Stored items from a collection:
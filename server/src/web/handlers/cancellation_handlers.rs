// server/src/web/handlers/cancellation_handlers.rs

use actix_web::{web, HttpResponse};
use serde::Deserialize;
use tracing::{info, instrument};
use uuid::Uuid;

use crate::errors::ApiError;
use crate::state::AppState;
use crate::web::extractors::Identity;

// --- Request DTOs ---

#[derive(Deserialize, Debug, Default)]
pub struct CancellationPayload {
  pub reason: Option<String>,
}

#[derive(Deserialize, Debug, Default)]
pub struct DecisionPayload {
  pub note: Option<String>,
}

// --- Handler Implementations ---

#[instrument(name = "handler::request_cancellation", skip(state, payload, identity))]
pub async fn request_cancellation(
  state: web::Data<AppState>,
  path: web::Path<Uuid>,
  payload: web::Json<CancellationPayload>,
  identity: Identity,
) -> Result<HttpResponse, ApiError> {
  let order = state
    .cancellation
    .request(path.into_inner(), identity.actor(), payload.into_inner().reason)
    .await?;
  info!(order_number = %order.order_number, "cancellation requested");
  Ok(HttpResponse::Ok().json(order))
}

#[instrument(name = "handler::approve_cancellation", skip(state, payload, identity))]
pub async fn approve_cancellation(
  state: web::Data<AppState>,
  path: web::Path<Uuid>,
  payload: web::Json<DecisionPayload>,
  identity: Identity,
) -> Result<HttpResponse, ApiError> {
  let admin = identity.require_admin()?;
  let order = state
    .cancellation
    .approve(path.into_inner(), admin.id(), payload.into_inner().note)
    .await?;
  info!(order_number = %order.order_number, "cancellation approved");
  Ok(HttpResponse::Ok().json(order))
}

#[instrument(name = "handler::reject_cancellation", skip(state, payload, identity))]
pub async fn reject_cancellation(
  state: web::Data<AppState>,
  path: web::Path<Uuid>,
  payload: web::Json<DecisionPayload>,
  identity: Identity,
) -> Result<HttpResponse, ApiError> {
  let admin = identity.require_admin()?;
  let order = state
    .cancellation
    .reject(path.into_inner(), admin.id(), payload.into_inner().note)
    .await?;
  info!(order_number = %order.order_number, "cancellation rejected");
  Ok(HttpResponse::Ok().json(order))
}

#[instrument(name = "handler::cancel_order", skip(state, payload, identity))]
pub async fn cancel_order(
  state: web::Data<AppState>,
  path: web::Path<Uuid>,
  payload: web::Json<CancellationPayload>,
  identity: Identity,
) -> Result<HttpResponse, ApiError> {
  let order = state
    .cancellation
    .cancel(path.into_inner(), identity.actor(), payload.into_inner().reason)
    .await?;
  info!(order_number = %order.order_number, "order cancelled");
  Ok(HttpResponse::Ok().json(order))
}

Problem statement:
The records above must each be restated exactly as they stand.

Solution:
filename server/src/web/handlers/cancellation_handlers.rs
// server/src/web/handlers/cancellation_handlers.rs

use actix_web::{web, HttpResponse};
use serde::Deserialize;
use tracing::{info, instrument};
use uuid::Uuid;

use crate::errors::ApiError;
use crate::state::AppState;
use crate::web::extractors::Identity;

// --- Request DTOs ---

#[derive(Deserialize, Debug, Default)]
pub struct CancellationPayload {
  pub reason: Option<String>,
}

#[derive(Deserialize, Debug, Default)]
pub struct DecisionPayload {
  pub note: Option<String>,
}

// --- Handler Implementations ---

#[instrument(name = "handler::request_cancellation", skip(state, payload, identity))]
pub async fn request_cancellation(
  state: web::Data<AppState>,
  path: web::Path<Uuid>,
  payload: web::Json<CancellationPayload>,
  identity: Identity,
) -> Result<HttpResponse, ApiError> {
  let order = state
    .cancellation
    .request(path.into_inner(), identity.actor(), payload.into_inner().reason)
    .await?;
  info!(order_number = %order.order_number, "cancellation requested");
  Ok(HttpResponse::Ok().json(order))
}

#[instrument(name = "handler::approve_cancellation", skip(state, payload, identity))]
pub async fn approve_cancellation(
  state: web::Data<AppState>,
  path: web::Path<Uuid>,
  payload: web::Json<DecisionPayload>,
  identity: Identity,
) -> Result<HttpResponse, ApiError> {
  let admin = identity.require_admin()?;
  let order = state
    .cancellation
    .approve(path.into_inner(), admin.id(), payload.into_inner().note)
    .await?;
  info!(order_number = %order.order_number, "cancellation approved");
  Ok(HttpResponse::Ok().json(order))
}

#[instrument(name = "handler::reject_cancellation", skip(state, payload, identity))]
pub async fn reject_cancellation(
  state: web::Data<AppState>,
  path: web::Path<Uuid>,
  payload: web::Json<DecisionPayload>,
  identity: Identity,
) -> Result<HttpResponse, ApiError> {
  let admin = identity.require_admin()?;
  let order = state
    .cancellation
    .reject(path.into_inner(), admin.id(), payload.into_inner().note)
    .await?;
  info!(order_number = %order.order_number, "cancellation rejected");
  Ok(HttpResponse::Ok().json(order))
}

#[instrument(name = "handler::cancel_order", skip(state, payload, identity))]
pub async fn cancel_order(
  state: web::Data<AppState>,
  path: web::Path<Uuid>,
  payload: web::Json<CancellationPayload>,
  identity: Identity,
) -> Result<HttpResponse, ApiError> {
  let order = state
    .cancellation
    .cancel(path.into_inner(), identity.actor(), payload.into_inner().reason)
    .await?;
  info!(order_number = %order.order_number, "order cancelled");
  Ok(HttpResponse::Ok().json(order))
}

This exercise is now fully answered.